How and where LDTs are used

Previous studies have found that LDTs are used most frequently in molecular diagnostics, which includes genetic testing as well as tests targeting a range of other molecules.41 Common applications include oncology and inherited diseases, but widespread use is also observed across a range of other applications, including toxicology or blood coagulation.42 The lab managers who responded to our survey and participated in interviews generally echoed these findings. The concentration in oncology speaks to the increased trend toward targeted therapy, in which individual tumors are tested for specific cancer mutations, such as the BRAF gene in melanoma, to identify patients who are more likely to benefit from a particular therapy. So-called companion diagnostics are developed and marketed as IVDs by device companies. However, once these tests are approved by FDA, LDT developers often create follow-on co-diagnostic tests that they claim will identify the same mutations.43 In some cases, this may not pose risks to patients.44 However, because individual labs may have different approaches to analyzing samples—particularly for newer, more complex tests—the same patient may get different results depending on the LDT used.45 And because many labs do not operate under an FDA-regulated quality system, there is less assurance that the test will not change over time.

Genetic testing for inherited conditions—including many screening tests that are administered to all newborns— and prenatal tests to detect fetal abnormalities also have a high level of LDT use. In fact, none of the more than 40 noninvasive prenatal tests on the market are FDA-reviewed.46 As genetic research expands and more therapies are developed, the need for companion diagnostics will probably continue to rise—potentially resulting in either greater LDT volumes across a broad range of conditions or a higher number of applications for FDA to review.47

Other types of testing, particularly those that rely on well-established technologies and have been on the market for years, tend to have lower LDT use. Interviewees cited general chemistry tests, hematology tests, and certain well-established microbiology tests in this group.
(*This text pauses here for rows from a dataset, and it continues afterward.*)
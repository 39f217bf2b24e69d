//! ULP tolerance checker.

use crate::check::{CaseFailure, CheckPass, CheckResult, FailureKind};
use crate::table::TestCase;

/// Map a binary32 bit pattern onto a monotonic `u32` line: negative
/// patterns are complemented, non-negative ones are offset by 2^31.
#[must_use]
pub const fn ordered_bits(bits: u32) -> u32 {
    if (bits as i32) < 0 {
        !bits
    } else {
        bits.wrapping_add(0x8000_0000)
    }
}

/// Distance in units in the last place between two bit patterns.
/// `ulp_distance(a, b) == ulp_distance(b, a)`.
#[must_use]
pub const fn ulp_distance(a: u32, b: u32) -> u32 {
    ordered_bits(a).abs_diff(ordered_bits(b))
}

#[derive(Debug, Clone, Copy, PartialEq, Eq)]
pub struct ToleranceChecker {
    pub max_ulp: u32,
}

impl ToleranceChecker {
    #[must_use]
    pub const fn new(max_ulp: u32) -> Self {
        Self { max_ulp }
    }

    #[must_use]
    pub fn accepts(&self, actual: u32, expected: u32) -> bool {
        ulp_distance(actual, expected) <= self.max_ulp
    }

    /// Tables hold (argument bits, expected result bits).
    pub fn check<F>(&self, table: &[TestCase<u32, u32>], mut f: F) -> CheckResult
    where
        F: FnMut(u32) -> u32,
    {
        for (i, case) in table.iter().enumerate() {
            let actual = f(case.input);
            if !self.accepts(actual, case.expected) {
                return Err(CaseFailure::at(
                    i + 1,
                    FailureKind::Tolerance,
                    format!("{:#010x}", case.expected),
                    format!(
                        "{actual:#010x} ({} ulp > {})",
                        ulp_distance(actual, case.expected),
                        self.max_ulp
                    ),
                ));
            }
        }
        Ok(CheckPass { cases: table.len() })
    }
}

#[cfg(test)]
mod tests {
    use super::*;
    use crate::table::case;

    #[test]
    fn zeros_are_adjacent_across_the_sign() {
        assert_eq!(ordered_bits(0x8000_0000), 0x7fff_ffff);
        assert_eq!(ordered_bits(0x0000_0000), 0x8000_0000);
        assert_eq!(ulp_distance(0x8000_0000, 0x0000_0000), 1);
        assert_eq!(ulp_distance(0x8000_0001, 0x0000_0001), 3);
    }

    #[test]
    fn ordering_is_monotonic_in_value() {
        let values = [-f32::MAX, -1.0, -f32::MIN_POSITIVE, -0.0, 0.0, 1e-45, 1.0, f32::MAX];
        for pair in values.windows(2) {
            assert!(ordered_bits(pair[0].to_bits()) < ordered_bits(pair[1].to_bits()));
        }
    }

    #[test]
    fn distance_is_symmetric() {
        let samples = [0x3f80_0000u32, 0xbf80_0000, 0x0000_0001, 0x8000_0001, 0x7f7f_ffff];
        for &a in &samples {
            for &b in &samples {
                assert_eq!(ulp_distance(a, b), ulp_distance(b, a));
            }
        }
    }

    #[test]
    fn threshold_is_inclusive() {
        let checker = ToleranceChecker::new(2);
        assert!(checker.accepts(0x3f80_0002, 0x3f80_0000));
        assert!(!checker.accepts(0x3f80_0003, 0x3f80_0000));
        assert!(checker.accepts(0x8000_0001, 0x0000_0000));
    }

    #[test]
    fn reports_first_case_out_of_tolerance() {
        let table = [case(1u32, 0x3f80_0000u32), case(2, 0x3f80_0000), case(3, 0x3f80_0000)];
        let err = ToleranceChecker::new(2)
            .check(&table, |x| 0x3f80_0000 + if x == 1 { 2 } else { 5 })
            .unwrap_err();
        assert_eq!(err.index, 2);
        assert_eq!(err.kind, FailureKind::Tolerance);
        assert!(err.actual.contains("5 ulp"));
    }
}
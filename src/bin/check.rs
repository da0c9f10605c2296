//! Schema Check CLI
//!
//! Loads schema documents, binds an instance layout against a metaschema,
//! and reports every bound component field with its resolved type.

use std::path::PathBuf;

use clap::Parser;
use schemabind::config::BindConfig;
use schemabind::{bind_instance, loader, DocTable, SchemaCatalog, SchemaError};
use tracing_subscriber::EnvFilter;

#[derive(Parser)]
#[command(name = "schema-check")]
#[command(about = "Validate an instance layout against a schema catalog")]
struct Cli {
    /// Schema document to load, in dependency order (repeatable)
    #[arg(short, long = "document")]
    documents: Vec<PathBuf>,

    /// Instance document to bind (falls back to [binder].instance)
    #[arg(short, long)]
    instance: Option<PathBuf>,

    /// Metaschema id to bind against (falls back to [binder].metaschema)
    #[arg(short, long)]
    metaschema: Option<String>,

    /// Path to a config file (schemabind.toml)
    #[arg(short, long)]
    config: Option<String>,

    /// Emit a machine-readable JSON summary
    #[arg(long)]
    json: bool,
}

fn main() {
    tracing_subscriber::fmt()
        .with_env_filter(EnvFilter::from_default_env())
        .init();

    let cli = Cli::parse();

    if let Err(e) = run(cli) {
        eprintln!("Error: {}", e);
        std::process::exit(1);
    }
}

fn run(cli: Cli) -> Result<(), Box<dyn std::error::Error>> {
    let config = BindConfig::load_from(cli.config.as_deref())?;

    let mut catalog = SchemaCatalog::new();
    for path in config.document_paths() {
        loader::load_file(&mut catalog, &path)?;
    }
    for path in &cli.documents {
        loader::load_file(&mut catalog, path)?;
    }
    merge_documentation(&config, &mut catalog)?;

    let instance_path = cli
        .instance
        .or_else(|| config.instance_path())
        .ok_or("No instance document given (pass --instance or configure [binder].instance)")?;
    let metaschema = cli
        .metaschema
        .unwrap_or_else(|| config.binder.metaschema.clone());

    if !cli.json {
        println!(
            "🔍 Binding {} against metaschema '{}'",
            instance_path.display(),
            metaschema
        );
        println!();
    }

    let root = loader::read_document(&instance_path)?;
    let bound = match bind_instance(&catalog, &metaschema, &root) {
        Ok(bound) => bound,
        Err(e) => {
            println!("❌ Validation failed: {}", e);
            std::process::exit(1);
        }
    };

    let doc_schema = catalog.get(&config.documentation.schema);

    if cli.json {
        let mut report = serde_json::json!({
            "generated_at": chrono::Utc::now().to_rfc3339(),
            "metaschema": bound.metaschema_id(),
            "schemas": catalog.ids().collect::<Vec<_>>(),
            "components": {}
        });

        for component in bound.components() {
            let fields: Vec<_> = component
                .fields
                .iter()
                .map(|field| {
                    serde_json::json!({
                        "name": field.name,
                        "type": field.ty.name(),
                        "category": field.ty.category(),
                        "declared_size": field.declared_size,
                        "documentation": doc_schema
                            .and_then(|s| s.documentation(&component.name, &field.name)),
                    })
                })
                .collect();

            report["components"][component.name.as_str()] =
                serde_json::json!({ "fields": fields });
        }

        println!("{}", serde_json::to_string_pretty(&report)?);
        return Ok(());
    }

    for component in bound.components() {
        println!("✅ {} ({} fields)", component.name, component.fields.len());
        for field in &component.fields {
            let doc = doc_schema
                .and_then(|s| s.documentation(&component.name, &field.name))
                .map(|d| format!("  # {}", d))
                .unwrap_or_default();
            println!(
                "   └─ {:<24} {:<20} size: {:<6}{}",
                field.name,
                field.ty.name(),
                field.declared_size,
                doc,
            );
        }
    }

    println!();
    println!("✅ {} component(s) bound against '{}'", bound.len(), metaschema);
    Ok(())
}

fn merge_documentation(
    config: &BindConfig,
    catalog: &mut SchemaCatalog,
) -> Result<(), Box<dyn std::error::Error>> {
    if config.documentation.files.is_empty() {
        return Ok(());
    }

    let id = config.documentation.schema.clone();
    let schema = catalog
        .get_mut(&id)
        .ok_or(SchemaError::UnknownSchema { id })?;

    for path in config.documentation_paths() {
        let file = std::fs::File::open(&path)?;
        let table = DocTable::parse(std::io::BufReader::new(file))?;
        schema.merge_documentation(table);
    }
    Ok(())
}
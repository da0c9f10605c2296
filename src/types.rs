//! Schema type model
//!
//! Every declared type is a [`SchemaType`]: shared metadata (name, expected
//! size, display name) wrapped around one of four categories. Registered
//! types are shared as [`TypeRef`]s, so an alias and its target are the same
//! allocation and compare equal by pointer.

use std::borrow::Cow;
use std::sync::Arc;

use indexmap::IndexMap;

use crate::error::{Result, SchemaError};

/// Shared handle to a registered type
pub type TypeRef = Arc<SchemaType>;

/// Canonical spelling for type names: bracket generics fold to angle
/// brackets, so `vector[int]` and `vector<int>` name the same type
pub fn normalize_type_name(name: &str) -> Cow<'_, str> {
    if name.contains(|c| c == '[' || c == ']') {
        Cow::Owned(name.replace('[', "<").replace(']', ">"))
    } else {
        Cow::Borrowed(name)
    }
}

/// Scalar kinds a Primitive type can carry
#[derive(Debug, Clone, Copy, PartialEq, Eq, Hash)]
pub enum ScalarKind {
    Int32,
    UInt32,
    Bool,
    Float32,
    Float64,
    Str,
    Byte,
}

impl ScalarKind {
    /// Parse one of the seven scalar kind names used by schema documents
    pub fn parse(name: &str) -> Option<Self> {
        match name {
            "int" => Some(ScalarKind::Int32),
            "uint" => Some(ScalarKind::UInt32),
            "bool" => Some(ScalarKind::Bool),
            "float" => Some(ScalarKind::Float32),
            "double" => Some(ScalarKind::Float64),
            "string" => Some(ScalarKind::Str),
            "unsigned char" => Some(ScalarKind::Byte),
            _ => None,
        }
    }

    /// The document-facing name of this scalar kind
    pub fn name(&self) -> &'static str {
        match self {
            ScalarKind::Int32 => "int",
            ScalarKind::UInt32 => "uint",
            ScalarKind::Bool => "bool",
            ScalarKind::Float32 => "float",
            ScalarKind::Float64 => "double",
            ScalarKind::Str => "string",
            ScalarKind::Byte => "unsigned char",
        }
    }
}

/// The four type categories
#[derive(Debug, Clone)]
pub enum TypeKind {
    /// A single scalar value serialized as one attribute
    Primitive { scalar: ScalarKind },
    /// Named fields serialized as child nodes
    Object {
        fields: IndexMap<String, TypeRef>,
        array: bool,
    },
    /// Named sub-attributes serialized dot-separated on one node; every
    /// sub-attribute type is a Primitive
    MultiAttr { fields: IndexMap<String, TypeRef> },
    /// Repeated entries under a named child node
    List {
        entry_name: String,
        fields: IndexMap<String, TypeRef>,
        array: bool,
    },
}

impl TypeKind {
    /// Category label for error messages and listings
    pub fn category(&self) -> &'static str {
        match self {
            TypeKind::Primitive { .. } => "Primitive",
            TypeKind::Object { .. } => "Object",
            TypeKind::MultiAttr { .. } => "MultiAttr",
            TypeKind::List { .. } => "List",
        }
    }
}

/// A declared type: category payload plus shared metadata
#[derive(Debug, Clone)]
pub struct SchemaType {
    name: String,
    nice_name: Option<String>,
    expected_size: Option<u32>,
    unknown: bool,
    kind: TypeKind,
}

impl SchemaType {
    /// Create a type. The name is normalized, so bracket and angle spellings
    /// collapse to one canonical registration name.
    pub fn new(name: impl Into<String>, kind: TypeKind) -> Self {
        let name = normalize_type_name(&name.into()).into_owned();
        Self {
            name,
            nice_name: None,
            expected_size: None,
            unknown: false,
            kind,
        }
    }

    /// Set the expected serialized size in bytes
    pub fn with_expected_size(mut self, size: u32) -> Self {
        self.expected_size = Some(size);
        self
    }

    /// Set a display name that differs from the registration name
    pub fn with_nice_name(mut self, nice_name: impl Into<String>) -> Self {
        self.nice_name = Some(nice_name.into());
        self
    }

    /// Flag a type that was discovered but never fully defined
    pub fn mark_unknown(mut self) -> Self {
        self.unknown = true;
        self
    }

    /// Turn this type into a field array. Only Object and List types can be
    /// field arrays; any other category fails.
    pub fn into_array(mut self) -> Result<Self> {
        match &mut self.kind {
            TypeKind::Object { array, .. } | TypeKind::List { array, .. } => {
                *array = true;
                Ok(self)
            }
            other => Err(SchemaError::InvalidFieldArrayTarget {
                type_name: self.name.clone(),
                category: other.category(),
            }),
        }
    }

    /// Registration name (normalized)
    pub fn name(&self) -> &str {
        &self.name
    }

    /// Display name, falling back to the registration name
    pub fn nice_name(&self) -> &str {
        self.nice_name.as_deref().unwrap_or(&self.name)
    }

    /// Expected serialized size, when the owning registry declares sizes
    pub fn expected_size(&self) -> Option<u32> {
        self.expected_size
    }

    /// Whether this type was discovered but never fully defined
    pub fn is_unknown(&self) -> bool {
        self.unknown
    }

    /// Category payload
    pub fn kind(&self) -> &TypeKind {
        &self.kind
    }

    /// Category label
    pub fn category(&self) -> &'static str {
        self.kind.category()
    }

    /// Whether this Object or List type is a field array
    pub fn is_array(&self) -> bool {
        matches!(
            self.kind,
            TypeKind::Object { array: true, .. } | TypeKind::List { array: true, .. }
        )
    }
}
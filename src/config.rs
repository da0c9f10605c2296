//! Configuration management for schema loading and binding
//!
//! Supports loading configuration from:
//! - Default values
//! - Config file (schemabind.toml)
//! - Environment variables (SCHEMABIND_*)
//!
//! ## Example config file (schemabind.toml):
//! ```toml
//! [catalog]
//! documents = ["schemas/engine.tree.json", "schemas/game.tree.json"]
//!
//! [binder]
//! metaschema = "ecs"
//! instance = "schemas/layout.tree.json"
//!
//! [documentation]
//! schema = "ecs"
//! files = ["docs/component_documentation.txt"]
//! ```

use config_crate::{Config, ConfigError, Environment, File};
use serde::{Deserialize, Serialize};
use std::path::PathBuf;

/// Main configuration for the schema toolchain
#[derive(Debug, Clone, Serialize, Deserialize)]
pub struct BindConfig {
    /// Catalog settings
    #[serde(default)]
    pub catalog: CatalogConfig,

    /// Binder settings
    #[serde(default)]
    pub binder: BinderConfig,

    /// Documentation settings
    #[serde(default)]
    pub documentation: DocumentationConfig,
}

/// Catalog configuration
#[derive(Debug, Clone, Serialize, Deserialize, Default)]
pub struct CatalogConfig {
    /// Schema documents to load, in dependency order (parents first)
    #[serde(default)]
    pub documents: Vec<PathBuf>,
}

/// Binder configuration
#[derive(Debug, Clone, Serialize, Deserialize)]
pub struct BinderConfig {
    /// Id of the metaschema registry instances bind against
    #[serde(default = "default_metaschema")]
    pub metaschema: String,

    /// Instance document to bind
    #[serde(default)]
    pub instance: Option<PathBuf>,
}

/// Documentation configuration
#[derive(Debug, Clone, Serialize, Deserialize)]
pub struct DocumentationConfig {
    /// Id of the registry receiving documentation merges
    #[serde(default = "default_metaschema")]
    pub schema: String,

    /// Documentation files to merge, in order (later files win)
    #[serde(default)]
    pub files: Vec<PathBuf>,
}

// Default value functions
fn default_metaschema() -> String {
    "ecs".to_string()
}

impl Default for BinderConfig {
    fn default() -> Self {
        Self {
            metaschema: default_metaschema(),
            instance: None,
        }
    }
}

impl Default for DocumentationConfig {
    fn default() -> Self {
        Self {
            schema: default_metaschema(),
            files: Vec::new(),
        }
    }
}

impl Default for BindConfig {
    fn default() -> Self {
        Self {
            catalog: CatalogConfig::default(),
            binder: BinderConfig::default(),
            documentation: DocumentationConfig::default(),
        }
    }
}

impl BindConfig {
    /// Load configuration from default locations
    pub fn load() -> Result<Self, ConfigError> {
        Self::load_from(None)
    }

    /// Load configuration from a specific file
    pub fn load_from(config_path: Option<&str>) -> Result<Self, ConfigError> {
        let mut builder = Config::builder();

        // Load from default locations
        let config_locations = [
            "schemabind.toml",
            ".schemabind.toml",
            "config/schemabind.toml",
        ];

        for location in config_locations {
            builder = builder.add_source(File::with_name(location).required(false));
        }

        // Load from XDG config directory
        if let Some(config_dir) = directories::ProjectDirs::from("dev", "familiar", "schemabind") {
            let xdg_config = config_dir.config_dir().join("schemabind.toml");
            if xdg_config.exists() {
                builder = builder.add_source(File::from(xdg_config).required(false));
            }
        }

        // Load from specified path
        if let Some(path) = config_path {
            builder = builder.add_source(File::with_name(path).required(true));
        }

        // Load from environment variables (SCHEMABIND_*)
        builder = builder.add_source(
            Environment::with_prefix("SCHEMABIND")
                .separator("__")
                .try_parsing(true),
        );

        let config = builder.build()?;
        config.try_deserialize()
    }

    /// Save configuration to a file
    pub fn save(&self, path: &str) -> std::io::Result<()> {
        let content = toml::to_string_pretty(self)
            .map_err(|e| std::io::Error::new(std::io::ErrorKind::InvalidData, e))?;
        std::fs::write(path, content)
    }

    /// Schema document paths (relative paths resolve against the working dir)
    pub fn document_paths(&self) -> Vec<PathBuf> {
        self.catalog.documents.iter().map(|p| resolve(p)).collect()
    }

    /// The instance document path, if configured
    pub fn instance_path(&self) -> Option<PathBuf> {
        self.binder.instance.as_ref().map(|p| resolve(p))
    }

    /// Documentation file paths
    pub fn documentation_paths(&self) -> Vec<PathBuf> {
        self.documentation.files.iter().map(|p| resolve(p)).collect()
    }
}

fn resolve(path: &std::path::Path) -> PathBuf {
    if path.is_absolute() {
        path.to_path_buf()
    } else {
        std::env::current_dir().unwrap_or_default().join(path)
    }
}
//! Error types for schema loading, resolution, and binding

use thiserror::Error;

/// Result type for schema operations
pub type Result<T> = std::result::Result<T, SchemaError>;

/// Schema catalog errors
#[derive(Error, Debug)]
pub enum SchemaError {
    #[error("Schema with id '{id}' is already loaded")]
    DuplicateSchemaId { id: String },

    #[error("Missing (or mismatched) parent '{parent_id}' for schema '{schema_id}'")]
    MissingParent { schema_id: String, parent_id: String },

    #[error("No schema with the id '{id}' is loaded")]
    UnknownSchema { id: String },

    #[error("Type '{name}' has not been registered")]
    UnregisteredType { name: String },

    #[error("Missing 'size' attribute on schema type '{type_name}'")]
    MissingSizeAttribute { type_name: String },

    #[error("FieldArray can only be used with Object and List types, got {category} '{type_name}'")]
    InvalidFieldArrayTarget { type_name: String, category: &'static str },

    #[error("Type size mismatch: metaschema-defined type '{type_name}' expects size to be {expected}, but actual size of field '{field}' in component '{component}' is {actual}")]
    SizeMismatch {
        type_name: String,
        field: String,
        component: String,
        expected: u32,
        actual: u32,
    },

    #[error("Member line appeared before first component header")]
    MemberBeforeComponent,

    #[error("Missing '{attribute}' attribute on '{element}' element")]
    MissingAttribute { element: String, attribute: String },

    #[error("Invalid value '{value}' for '{attribute}' attribute on '{element}' element")]
    InvalidAttribute {
        element: String,
        attribute: String,
        value: String,
    },

    #[error("Unknown type definition: '{tag}'")]
    UnknownTypeDefinition { tag: String },

    #[error("Unknown primitive type name: '{name}'")]
    UnknownScalarKind { name: String },

    #[error("Sub-attribute '{field}' of multi-attribute type '{type_name}' must resolve to a primitive, got {found}")]
    NonPrimitiveSubAttribute {
        type_name: String,
        field: String,
        found: &'static str,
    },

    #[error("Expected a '{expected}' root element, found '{found}'")]
    UnexpectedRoot { expected: &'static str, found: String },

    #[error("IO error: {0}")]
    Io(#[from] std::io::Error),
}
Interviewees also noted that different types of labs tend to have varying approaches to LDT development. Academic medical centers and specialty labs that focus on particular disease areas or technologies, for example, are more likely to develop novel tests from scratch, and tend to do so to meet specific medical needs or as part of their ongoing research. Large reference labs, by contrast, are more likely to develop LDTs to make work more efficient or to reduce operating costs. For example, testing for sexually transmitted and other infectious diseases generates large test volumes that are often sent through large commercial reference labs. Although the labs may process these samples using a commercially available IVD, internal processes designed to improve efficiency may deviate from FDA-approved guidelines. Under CLIA rules, if the lab can document that its procedures do not alter the validity of the diagnostic, it is free to amend the procedure. In doing so, however, the lab creates an LDT.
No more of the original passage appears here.